Note that a much quicker and cheaper option that would benefit the whole of the town centre is to unblock the Cllr Drake parking suggestions which include suggestions from ourselves, EHC parking consultants and the Tory councillors on Cllr Drake’s committee. This would reorganize and effectively create more parking spaces for shoppers possibly as much as the MSCP and save the £19m cost.
Parking problems at the south of the centre and Jackson Square car park gridlocking still remain unaddressed.
In conclusion. The reason for the ORLdev was to build a new shopping area and grow demand to expand into ORL. It is just not going to happen in either the pre or post pandemic retail environment and definitely not in the Covid economy. The only way it could succeed in populating its commercial units is by significantly reducing rents, and drawing many businesses from elsewhere in the town. A vastly cheaper way to reduce rents, without adding lots of empty retail units is to have a local Stortford town centre investment fund/support scheme along the lines of what has been described
It is time to stop throwing good money after bad and use public money more effectively.

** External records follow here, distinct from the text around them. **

use rfp_core::error::ConfigError;
use rfp_ingest::document::ExtractionError;
use rfp_ingest::RetrievalError;
use rfp_llm::LlmError;
use thiserror::Error;

#[derive(Debug, Error)]
pub enum AnalyzerError {
    #[error("no document loaded")]
    NoDocument,
    #[error("failed to load document: {0}")]
    DocumentLoad(#[from] ExtractionError),
    #[error(transparent)]
    Config(#[from] ConfigError),
    #[error("retrieval failed: {0}")]
    Retrieval(#[from] RetrievalError),
    #[error("model provider unavailable: {0}")]
    Provider(#[from] LlmError),
}
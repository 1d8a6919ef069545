use std::collections::BTreeMap;

use rfp_core::document::SectionName;
use serde::Serialize;

use crate::sections::SectionSplitter;

/// A loaded RFP: raw text plus the sections detected in it.
///
/// Sections are computed once at construction. Reloading produces a new
/// `Document`.
#[derive(Debug, Clone, PartialEq, Eq, Serialize)]
pub struct Document {
    text: String,
    sections: BTreeMap<SectionName, String>,
}

impl Document {
    pub fn from_text(text: impl Into<String>, splitter: &SectionSplitter) -> Self {
        let text = text.into();
        let sections = splitter.split(&text);
        Self { text, sections }
    }

    pub fn text(&self) -> &str {
        &self.text
    }

    /// True when there is nothing to analyze.
    pub fn is_blank(&self) -> bool {
        self.text.trim().is_empty()
    }

    pub fn sections(&self) -> &BTreeMap<SectionName, String> {
        &self.sections
    }

    /// Text of `name`, or `""` when the section was not detected.
    pub fn section(&self, name: SectionName) -> &str {
        self.sections.get(&name).map(String::as_str).unwrap_or("")
    }

    /// Like [`Document::section`], by name. Unknown names give `""`.
    pub fn get_section(&self, name: &str) -> &str {
        SectionName::parse(name)
            .map(|n| self.section(n))
            .unwrap_or("")
    }
}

We would recommend that you instruct your colleague on East Herts Council to:
Cancel the shopping ‘quarter’ project with Cityheart.
Cancel the Northgate End multi–storey car park. If ever there was a time to invoke the ‘force majeure’ or ‘material change’ clause.
Implement the Cllr Drake parking recommendations.
Cancel or at least put the arts centre on hold until post Covid to see then if there is a need for it. In the meantime restore the Rhodes centre funding to retain a theatre.
Help define and setup a Bishop’s Stortford town centre investment fund/support scheme, for which we offer assistance, and would almost definitely be supportive of in the future.
We look forward to your reply.
We are available to discuss any of the above.
Bishop’s Stortford & Sawbridgeworth Labour party.